Copy each line in the data that includes the word "PartialEq".

*Source material:*
┌──

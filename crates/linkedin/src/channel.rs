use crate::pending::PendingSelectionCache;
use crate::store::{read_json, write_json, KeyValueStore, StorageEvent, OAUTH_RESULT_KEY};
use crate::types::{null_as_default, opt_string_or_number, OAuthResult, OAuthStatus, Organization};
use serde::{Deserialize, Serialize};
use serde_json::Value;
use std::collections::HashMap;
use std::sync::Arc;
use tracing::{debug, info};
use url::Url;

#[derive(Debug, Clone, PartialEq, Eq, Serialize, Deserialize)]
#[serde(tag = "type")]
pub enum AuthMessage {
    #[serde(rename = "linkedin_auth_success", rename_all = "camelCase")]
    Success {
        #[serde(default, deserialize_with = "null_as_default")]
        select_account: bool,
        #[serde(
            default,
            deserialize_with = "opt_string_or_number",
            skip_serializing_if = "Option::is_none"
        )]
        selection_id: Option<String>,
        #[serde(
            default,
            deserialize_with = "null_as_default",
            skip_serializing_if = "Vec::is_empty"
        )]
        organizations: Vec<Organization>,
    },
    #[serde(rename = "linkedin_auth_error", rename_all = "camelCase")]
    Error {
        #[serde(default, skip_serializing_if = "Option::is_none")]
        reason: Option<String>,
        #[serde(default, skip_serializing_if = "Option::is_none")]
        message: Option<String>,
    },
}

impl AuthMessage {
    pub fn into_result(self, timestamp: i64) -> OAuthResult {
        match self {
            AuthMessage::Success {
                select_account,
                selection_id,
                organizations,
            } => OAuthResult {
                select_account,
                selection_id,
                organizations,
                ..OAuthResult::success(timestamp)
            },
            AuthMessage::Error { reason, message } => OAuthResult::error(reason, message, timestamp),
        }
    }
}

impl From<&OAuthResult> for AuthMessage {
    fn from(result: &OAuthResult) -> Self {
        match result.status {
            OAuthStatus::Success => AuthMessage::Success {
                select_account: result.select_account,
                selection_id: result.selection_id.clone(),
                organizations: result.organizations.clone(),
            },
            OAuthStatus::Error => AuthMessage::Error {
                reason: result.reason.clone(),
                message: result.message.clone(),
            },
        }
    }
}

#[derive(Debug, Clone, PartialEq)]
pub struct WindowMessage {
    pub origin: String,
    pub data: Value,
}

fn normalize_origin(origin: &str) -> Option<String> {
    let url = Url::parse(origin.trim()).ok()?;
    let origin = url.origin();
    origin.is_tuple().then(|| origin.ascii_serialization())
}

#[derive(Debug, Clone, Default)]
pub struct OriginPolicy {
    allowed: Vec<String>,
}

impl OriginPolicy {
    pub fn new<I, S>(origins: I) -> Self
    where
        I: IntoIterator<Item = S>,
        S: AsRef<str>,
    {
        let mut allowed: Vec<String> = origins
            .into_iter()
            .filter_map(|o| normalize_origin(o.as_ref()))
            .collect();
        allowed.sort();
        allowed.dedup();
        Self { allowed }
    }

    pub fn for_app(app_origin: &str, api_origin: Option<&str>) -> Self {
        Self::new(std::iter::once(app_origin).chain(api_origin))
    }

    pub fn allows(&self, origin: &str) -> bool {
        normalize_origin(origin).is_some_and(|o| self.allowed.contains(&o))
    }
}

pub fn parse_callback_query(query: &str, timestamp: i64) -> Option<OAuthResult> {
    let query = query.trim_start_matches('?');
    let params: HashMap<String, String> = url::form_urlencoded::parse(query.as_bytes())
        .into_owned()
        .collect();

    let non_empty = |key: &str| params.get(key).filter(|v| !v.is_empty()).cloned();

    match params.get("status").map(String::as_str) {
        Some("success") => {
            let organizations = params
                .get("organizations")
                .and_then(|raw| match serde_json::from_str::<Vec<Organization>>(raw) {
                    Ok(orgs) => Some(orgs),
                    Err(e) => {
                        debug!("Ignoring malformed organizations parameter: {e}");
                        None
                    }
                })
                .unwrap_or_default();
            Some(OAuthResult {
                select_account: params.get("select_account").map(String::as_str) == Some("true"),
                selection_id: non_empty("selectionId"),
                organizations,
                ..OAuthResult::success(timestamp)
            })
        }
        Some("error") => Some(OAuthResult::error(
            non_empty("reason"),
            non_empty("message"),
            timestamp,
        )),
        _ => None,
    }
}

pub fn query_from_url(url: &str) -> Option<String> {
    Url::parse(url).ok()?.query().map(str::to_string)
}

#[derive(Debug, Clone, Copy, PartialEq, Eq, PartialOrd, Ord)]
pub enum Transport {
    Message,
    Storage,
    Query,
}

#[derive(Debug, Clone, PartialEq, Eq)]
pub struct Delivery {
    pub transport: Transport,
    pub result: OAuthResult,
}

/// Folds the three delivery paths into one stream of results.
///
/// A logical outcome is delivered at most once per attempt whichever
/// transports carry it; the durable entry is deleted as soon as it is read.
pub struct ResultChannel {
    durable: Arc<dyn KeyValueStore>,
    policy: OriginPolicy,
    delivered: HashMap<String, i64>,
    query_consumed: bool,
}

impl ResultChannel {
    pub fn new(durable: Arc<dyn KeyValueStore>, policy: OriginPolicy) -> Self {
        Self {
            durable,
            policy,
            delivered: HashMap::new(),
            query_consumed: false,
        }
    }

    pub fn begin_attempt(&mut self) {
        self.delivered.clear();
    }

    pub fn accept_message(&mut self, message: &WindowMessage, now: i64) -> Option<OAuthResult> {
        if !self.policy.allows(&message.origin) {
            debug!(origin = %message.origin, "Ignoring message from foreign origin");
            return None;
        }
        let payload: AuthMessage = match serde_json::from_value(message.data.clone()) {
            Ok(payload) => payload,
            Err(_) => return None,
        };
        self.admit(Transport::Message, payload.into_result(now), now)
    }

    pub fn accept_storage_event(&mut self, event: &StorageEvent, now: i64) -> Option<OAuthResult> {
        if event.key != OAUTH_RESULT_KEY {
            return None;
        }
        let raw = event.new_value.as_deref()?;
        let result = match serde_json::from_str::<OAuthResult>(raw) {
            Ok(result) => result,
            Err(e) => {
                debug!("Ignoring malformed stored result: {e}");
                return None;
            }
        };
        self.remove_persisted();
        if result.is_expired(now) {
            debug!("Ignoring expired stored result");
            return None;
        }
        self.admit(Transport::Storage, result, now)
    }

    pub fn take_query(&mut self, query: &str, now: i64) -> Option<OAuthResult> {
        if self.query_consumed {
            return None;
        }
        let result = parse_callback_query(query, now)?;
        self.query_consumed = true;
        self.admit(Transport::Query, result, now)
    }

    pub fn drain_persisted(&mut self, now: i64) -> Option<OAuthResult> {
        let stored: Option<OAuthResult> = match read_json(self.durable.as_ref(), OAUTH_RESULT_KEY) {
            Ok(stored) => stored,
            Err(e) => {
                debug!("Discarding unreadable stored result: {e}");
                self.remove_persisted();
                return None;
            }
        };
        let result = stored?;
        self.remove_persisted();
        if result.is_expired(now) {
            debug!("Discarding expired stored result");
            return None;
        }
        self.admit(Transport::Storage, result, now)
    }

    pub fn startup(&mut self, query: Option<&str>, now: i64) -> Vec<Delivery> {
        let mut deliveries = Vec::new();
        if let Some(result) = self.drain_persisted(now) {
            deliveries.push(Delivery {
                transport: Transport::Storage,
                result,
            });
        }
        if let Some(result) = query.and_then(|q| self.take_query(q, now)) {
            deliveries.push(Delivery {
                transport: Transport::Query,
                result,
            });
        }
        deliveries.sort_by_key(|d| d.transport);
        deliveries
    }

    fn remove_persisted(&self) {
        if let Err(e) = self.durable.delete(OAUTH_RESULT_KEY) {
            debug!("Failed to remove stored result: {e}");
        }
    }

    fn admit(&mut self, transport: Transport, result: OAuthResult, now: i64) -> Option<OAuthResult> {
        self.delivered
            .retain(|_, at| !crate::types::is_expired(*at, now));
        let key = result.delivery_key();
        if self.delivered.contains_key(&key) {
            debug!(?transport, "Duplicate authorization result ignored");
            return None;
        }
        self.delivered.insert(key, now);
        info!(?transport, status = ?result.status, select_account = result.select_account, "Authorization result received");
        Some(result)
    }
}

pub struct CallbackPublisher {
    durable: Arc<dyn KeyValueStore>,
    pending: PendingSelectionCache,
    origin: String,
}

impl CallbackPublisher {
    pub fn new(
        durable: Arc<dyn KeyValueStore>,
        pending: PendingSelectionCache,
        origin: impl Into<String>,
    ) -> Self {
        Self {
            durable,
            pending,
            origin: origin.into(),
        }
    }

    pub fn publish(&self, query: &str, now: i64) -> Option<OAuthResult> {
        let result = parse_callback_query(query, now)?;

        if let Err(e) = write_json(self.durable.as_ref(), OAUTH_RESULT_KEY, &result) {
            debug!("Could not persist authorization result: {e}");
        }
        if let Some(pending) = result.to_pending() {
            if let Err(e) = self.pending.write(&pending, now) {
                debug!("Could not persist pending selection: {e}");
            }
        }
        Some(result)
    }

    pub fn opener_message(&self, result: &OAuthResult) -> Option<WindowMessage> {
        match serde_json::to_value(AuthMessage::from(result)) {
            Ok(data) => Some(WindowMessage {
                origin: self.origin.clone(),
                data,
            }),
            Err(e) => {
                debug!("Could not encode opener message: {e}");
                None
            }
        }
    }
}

└──

*Reply to the exercise:*
#[derive(Debug, Clone, PartialEq, Eq, Serialize, Deserialize)]
#[derive(Debug, Clone, PartialEq)]
#[derive(Debug, Clone, Copy, PartialEq, Eq, PartialOrd, Ord)]
#[derive(Debug, Clone, PartialEq, Eq)]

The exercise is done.